In general, high dose corticosteroid therapy should be continued only until the patient's condition has stabilized-usually not beyond 48 to 72 hours. Although adverse effects are associated with high dose, short-term corticoid therapy is uncommon, peptic ulceration may occur. Prophylactic antacid therapy may be indicated. When massive hydrocortisone therapy must be continued beyond 48-72 hours, hypernatremia may occur. Under such circumstances it may be desirable to replace HYDROCORTISONE SODIUM SUCCINATE for injection with corticoid such as methylprednisolone sodium succinate which causes little or no sodium retention.
Hydrocortisone may be given intravenously, by slow injection or infusion, in the form of water-soluble derivative such as hydrocortisone sodium succinate or hydrocortisone sodium phosphate when a rapid effect is required in emergencies: such conditions are acute adrenocortical insufficiency caused by Addisonian or post-adrenalectomy crises, by the abrupt accidental withdrawal of therapy in corticosteroid-treated patients, or by the inability of the adrenal glands to cope with increased stress in such patients; certain allergic emergencies such as anaphylaxis; acute severe asthma and shock. The usual dose is the equivalent of 100 to 500 mg of hydrocortisone, repeated 3 or 4 times in 24 hours, according to the severity of the condition and the patient's response.
Fluids and electrolytes should be given as necessary to correct any associated metabolic disorder. Similar doses to those specified previously may also be given intramuscularly but the response is likely to be less rapid than that observed following intravenous administration. Corticosteroids are considered to be of secondary value in anaphylactic shock because of their relatively slow onset of action, but intravenous hydrocortisone may be a useful adjunct to adrenaline to prevent further deterioration in severely affected patients.
In patients with adrenal deficiency states supplementary corticosteroid therapy may be necessary during some surgical operations and hydrocortisone sodium succinate or sodium phosphate may be given intramuscularly or intravenously before surgery. Various regimens have been proposed. In patients taking more than 10 mg of prednisolone or its equivalent by mouth daily, the British National Formulary recommends the following regimen: minor surgery under general anaesthesia, either the usual oral corticosteroid dose on the morning of surgery of hydrocortisone 25 to 50 mg (usually as the sodium succinate) intravenously at induction; the usual oral corticosteroid dose is recommenced after surgery; moderate of major surgery, the usual oral corticosteroid dose on the morning of surgery, plus hydrocortisone 25 to 50 mg intravenously at induction, and followed by similar doses of hydrocortisone 3 times daily, for 24 hours after moderate surgery and 48 to 72 hours after major surgery; the usual corticosteroid dose is resumed once hydrocortisone injections are stopped.
Preparation of solution for injection for I.V./I.M. administration: See table.

Click on icon to see table/diagram/image

Note: Discard any remaining portion after use.
Contraindications
Systemic infections, unless specific anti-infective therapy is employed.
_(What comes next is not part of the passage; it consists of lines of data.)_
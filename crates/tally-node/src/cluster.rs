//! The set of settlement nodes hosted by this process.
//!
//! Every hosted party gets its own [`SettlementNode`] with a responder task,
//! and all of them share one directory, one session network and one notary.

use anyhow::Result;
use std::collections::HashSet;
use std::sync::Arc;
use tally_core::types::canonical_name;
use tally_core::{Party, ProtocolConfig};
use tally_crypto::KeyPair;
use tally_settlement::{
    InMemoryDirectory, LocalNetwork, LocalNotary, SettlementNode, SignedTransaction,
};
use tokio::task::JoinHandle;

use crate::config::ClusterConfig;

pub struct LocalCluster {
    directory: Arc<InMemoryDirectory>,
    network: Arc<LocalNetwork>,
    notary: Arc<LocalNotary>,
    nodes: Vec<Arc<SettlementNode>>,
    responders: Vec<JoinHandle<()>>,
}

impl LocalCluster {
    /// Build the cluster and start one responder per party.
    ///
    /// `load_key` supplies each party's signing key by canonical name. Must be
    /// called from within a Tokio runtime.
    pub fn start<F>(
        config: &ClusterConfig,
        protocol: &ProtocolConfig,
        mut load_key: F,
    ) -> Result<Self>
    where
        F: FnMut(&str) -> Result<KeyPair>,
    {
        if config.parties.is_empty() {
            anyhow::bail!("cluster must host at least one party");
        }
        let notary_name = canonical_name(&config.notary);
        if notary_name.is_empty() {
            anyhow::bail!("notary name must not be empty");
        }
        let mut seen = HashSet::new();
        for name in &config.parties {
            let canonical = canonical_name(name);
            if canonical.is_empty() {
                anyhow::bail!("party names must not be empty");
            }
            if canonical == notary_name {
                anyhow::bail!("party '{}' clashes with the notary's name", name.trim());
            }
            if !seen.insert(canonical) {
                anyhow::bail!("party '{}' is listed more than once", name.trim());
            }
        }

        let directory = Arc::new(InMemoryDirectory::new());
        let network = Arc::new(LocalNetwork::new());
        let notary_key = load_key(&notary_name)?;
        let notary = Arc::new(LocalNotary::new(Party::new(
            config.notary.trim(),
            notary_key.owning_key(),
        )));
        directory.register_notary(notary.identity().clone());

        let mut nodes = Vec::with_capacity(config.parties.len());
        let mut responders = Vec::with_capacity(config.parties.len());
        for name in &config.parties {
            let keypair = load_key(&canonical_name(name))?;
            let node = Arc::new(SettlementNode::new(
                name.trim(),
                keypair,
                directory.clone(),
                network.clone(),
                notary.clone(),
                protocol.clone(),
            ));
            directory.register(node.me().clone());
            notary.attach_vault(node.vault());
            responders.push(node.start_responder(network.register(node.me())));
            tracing::info!(party = %node.me(), key = %node.me().owning_key(), "hosting party");
            nodes.push(node);
        }

        Ok(Self {
            directory,
            network,
            notary,
            nodes,
            responders,
        })
    }

    /// The hosted node for `name`, compared by canonical name.
    pub fn node(&self, name: &str) -> Option<Arc<SettlementNode>> {
        self.nodes.iter().find(|n| n.me().is_named(name)).cloned()
    }

    pub fn nodes(&self) -> &[Arc<SettlementNode>] {
        &self.nodes
    }

    pub fn notary(&self) -> &Arc<LocalNotary> {
        &self.notary
    }

    pub fn network(&self) -> &Arc<LocalNetwork> {
        &self.network
    }

    pub fn directory(&self) -> &Arc<InMemoryDirectory> {
        &self.directory
    }

    /// Re-apply a journal to the notary, restoring vaults and consumption.
    pub fn replay(&self, journal: Vec<SignedTransaction>) -> Result<usize> {
        let count = journal.len();
        for (seq, signed) in journal.into_iter().enumerate() {
            let tx_id = signed.id();
            self.notary
                .replay(signed)
                .map_err(|e| anyhow::anyhow!("journal entry {} ({}): {}", seq, tx_id, e))?;
        }
        if count > 0 {
            tracing::info!(transactions = count, "journal replayed");
        }
        Ok(count)
    }

    /// Stop every responder task.
    pub fn stop(&self) {
        for handle in &self.responders {
            handle.abort();
        }
    }
}
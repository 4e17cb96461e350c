//! The proposer side of the coordination protocol.

use std::sync::Arc;
use tally_core::{
    CoordinationEvent, CoordinationState, CoordinationStateMachine, Participants, Party,
    ProtocolConfig, SettlementContract, Transaction,
};
use tally_crypto::{sign_transaction, verify_transaction_signature, KeyPair};

use crate::error::SettlementError;
use crate::session::SessionMessage;
use crate::traits::{FinalityService, SessionOpener};
use crate::types::SignedTransaction;

/// One coordination attempt and the states it has passed through.
#[derive(Debug)]
pub struct Proposal {
    signed: SignedTransaction,
    state: CoordinationState,
    history: Vec<CoordinationState>,
}

impl Proposal {
    pub fn new(tx: Transaction) -> Self {
        Self {
            signed: SignedTransaction::new(tx),
            state: CoordinationState::Building,
            history: vec![CoordinationState::Building],
        }
    }

    pub fn state(&self) -> CoordinationState {
        self.state
    }

    /// Every state visited, starting with `Building`.
    pub fn history(&self) -> &[CoordinationState] {
        &self.history
    }

    pub fn transaction(&self) -> &Transaction {
        &self.signed.tx
    }

    fn advance(&mut self, event: CoordinationEvent) -> Result<(), SettlementError> {
        self.state = CoordinationStateMachine::transition(self.state, event)?;
        self.history.push(self.state);
        Ok(())
    }

    fn reject(&mut self) {
        if !self.state.is_final() {
            // Rejected is reachable from every non-final state.
            let _ = self.advance(CoordinationEvent::Rejected);
        }
    }
}

/// Runs proposals on behalf of one party.
pub struct Coordinator {
    me: Party,
    keypair: Arc<KeyPair>,
    sessions: Arc<dyn SessionOpener>,
    finality: Arc<dyn FinalityService>,
    config: ProtocolConfig,
}

impl Coordinator {
    pub fn new(
        me: Party,
        keypair: Arc<KeyPair>,
        sessions: Arc<dyn SessionOpener>,
        finality: Arc<dyn FinalityService>,
        config: ProtocolConfig,
    ) -> Self {
        Self {
            me,
            keypair,
            sessions,
            finality,
            config,
        }
    }

    pub fn me(&self) -> &Party {
        &self.me
    }

    /// Run a fresh proposal for `tx` to completion.
    pub async fn propose(&self, tx: Transaction) -> Result<SignedTransaction, SettlementError> {
        let mut proposal = Proposal::new(tx);
        self.drive(&mut proposal).await
    }

    /// Drive `proposal` from `Building` to `Committed`, or to `Rejected` on
    /// the first failure.
    pub async fn drive(&self, proposal: &mut Proposal) -> Result<SignedTransaction, SettlementError> {
        let result = self.run(proposal).await;
        match &result {
            Ok(signed) => {
                tracing::info!(
                    tx_id = %signed.id(),
                    party = %self.me,
                    action = %signed.tx.action,
                    "proposal committed"
                );
            }
            Err(err) => {
                proposal.reject();
                tracing::warn!(
                    tx_id = %proposal.signed.id(),
                    party = %self.me,
                    state = %proposal.state,
                    error = %err,
                    "proposal rejected"
                );
            }
        }
        result
    }

    async fn run(&self, proposal: &mut Proposal) -> Result<SignedTransaction, SettlementError> {
        if proposal.state != CoordinationState::Building {
            return Err(SettlementError::Internal(format!(
                "proposal is already {}",
                proposal.state
            )));
        }

        // Building → LocallyValidated
        SettlementContract::verify(&proposal.signed.tx)?;
        let counterparts = self.counterparts(&proposal.signed.tx)?;
        proposal.advance(CoordinationEvent::LocalValidationPassed)?;

        // Proposer signs first.
        let own = sign_transaction(&proposal.signed.tx, &self.keypair);
        proposal.signed.add_signature(own);
        proposal.advance(CoordinationEvent::ProposerSigned)?;

        // One session at a time, in role order.
        for counterparty in &counterparts {
            self.collect_signature(&mut proposal.signed, counterparty)
                .await?;
        }
        proposal.advance(CoordinationEvent::AllSignaturesGathered)?;

        let committed = tokio::time::timeout(
            self.config.finality_timeout(),
            self.finality.submit(proposal.signed.clone()),
        )
        .await
        .map_err(|_| {
            SettlementError::CommunicationFailure(format!(
                "finality service did not answer within {:?}",
                self.config.finality_timeout()
            ))
        })??;
        proposal.advance(CoordinationEvent::Committed)?;
        Ok(committed)
    }

    /// The two parties to solicit, checking this party may propose `tx`.
    fn counterparts(&self, tx: &Transaction) -> Result<Vec<Party>, SettlementError> {
        let participants = Participants::of(tx)?;
        let order = participants.solicitation_order(&self.me)?;

        if !tx.requires_signature_from(self.me.owning_key()) {
            return Err(SettlementError::InvalidInput(format!(
                "{} is not a required signer of the transaction",
                self.me
            )));
        }
        let expected = [&participants.viewer, &participants.payer, &participants.loaner];
        if let Some(extra) = tx
            .signers
            .iter()
            .find(|key| !expected.iter().any(|p| p.owning_key() == *key))
        {
            return Err(SettlementError::InvalidInput(format!(
                "signer {} is not a participant",
                extra
            )));
        }
        Ok(order.into_iter().cloned().collect())
    }

    async fn collect_signature(
        &self,
        signed: &mut SignedTransaction,
        counterparty: &Party,
    ) -> Result<(), SettlementError> {
        let timeout = self.config.session_timeout();
        let mut session = tokio::time::timeout(
            timeout,
            self.sessions.open_session(&self.me, counterparty),
        )
        .await
        .map_err(|_| {
            SettlementError::CommunicationFailure(format!(
                "could not open a session with {} within {:?}",
                counterparty, timeout
            ))
        })??;

        tracing::debug!(tx_id = %signed.id(), party = %counterparty, "soliciting signature");
        session.send(SessionMessage::Propose(signed.clone())).await?;

        match session.receive(timeout).await? {
            SessionMessage::Signed(sig) => {
                if &sig.by != counterparty.owning_key() {
                    return Err(SettlementError::SignatureRefused {
                        party: counterparty.to_string(),
                        reason: format!("signature is by {}, not by {}", sig.by, counterparty),
                    });
                }
                verify_transaction_signature(&signed.tx, &sig).map_err(|e| {
                    SettlementError::SignatureRefused {
                        party: counterparty.to_string(),
                        reason: e.to_string(),
                    }
                })?;
                signed.add_signature(sig);
                Ok(())
            }
            SessionMessage::Refused(reason) => Err(SettlementError::SignatureRefused {
                party: counterparty.to_string(),
                reason,
            }),
            SessionMessage::Propose(_) => Err(SettlementError::SignatureRefused {
                party: counterparty.to_string(),
                reason: "counterparty answered with a proposal".into(),
            }),
        }
    }
}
Live virus immunization.
Hypersensitivity should not be injected directly to tendons.
Special Precautions
Hydrocortisone Sodium succinate should only be given only with full knowledge of the characteristic activity of, and the varied responses to, adrenocortical hormones.
Because of its inhibitory effect on fibroplasias, hydrocortisone may mask the signs of infection and enhance dissemination of the infecting organism.
If possible, abrupt cessation of corticosteroid therapy should be avoided because of the danger of superimposed adrenocorticoid insufficiency on the infectious process.
Prolonged hormone therapy usually causes a reduction in the activity and size of the adrenal cortex. Relative adrenocortical insufficiency upon discontinuation of therapy may be avoided by gradual reduction of dosage.
However, a potentially critical degree of insufficiency may persist asymptomatically for some time even after gradual discontinuation of adrenocortical steroids. Therefore, if a patient is subjected to significant stress, such as surgery, trauma or severe illness while being treated or within one year (occasionally up to two years) after treatment has been terminated, hormone therapy should be augmented or reinstituted and continued for the duration of stress and immediately following it.
Use in pregnancy & lactation: During pregnancy the clinical benefit and possible risk of corticosteroid treatment should be considered.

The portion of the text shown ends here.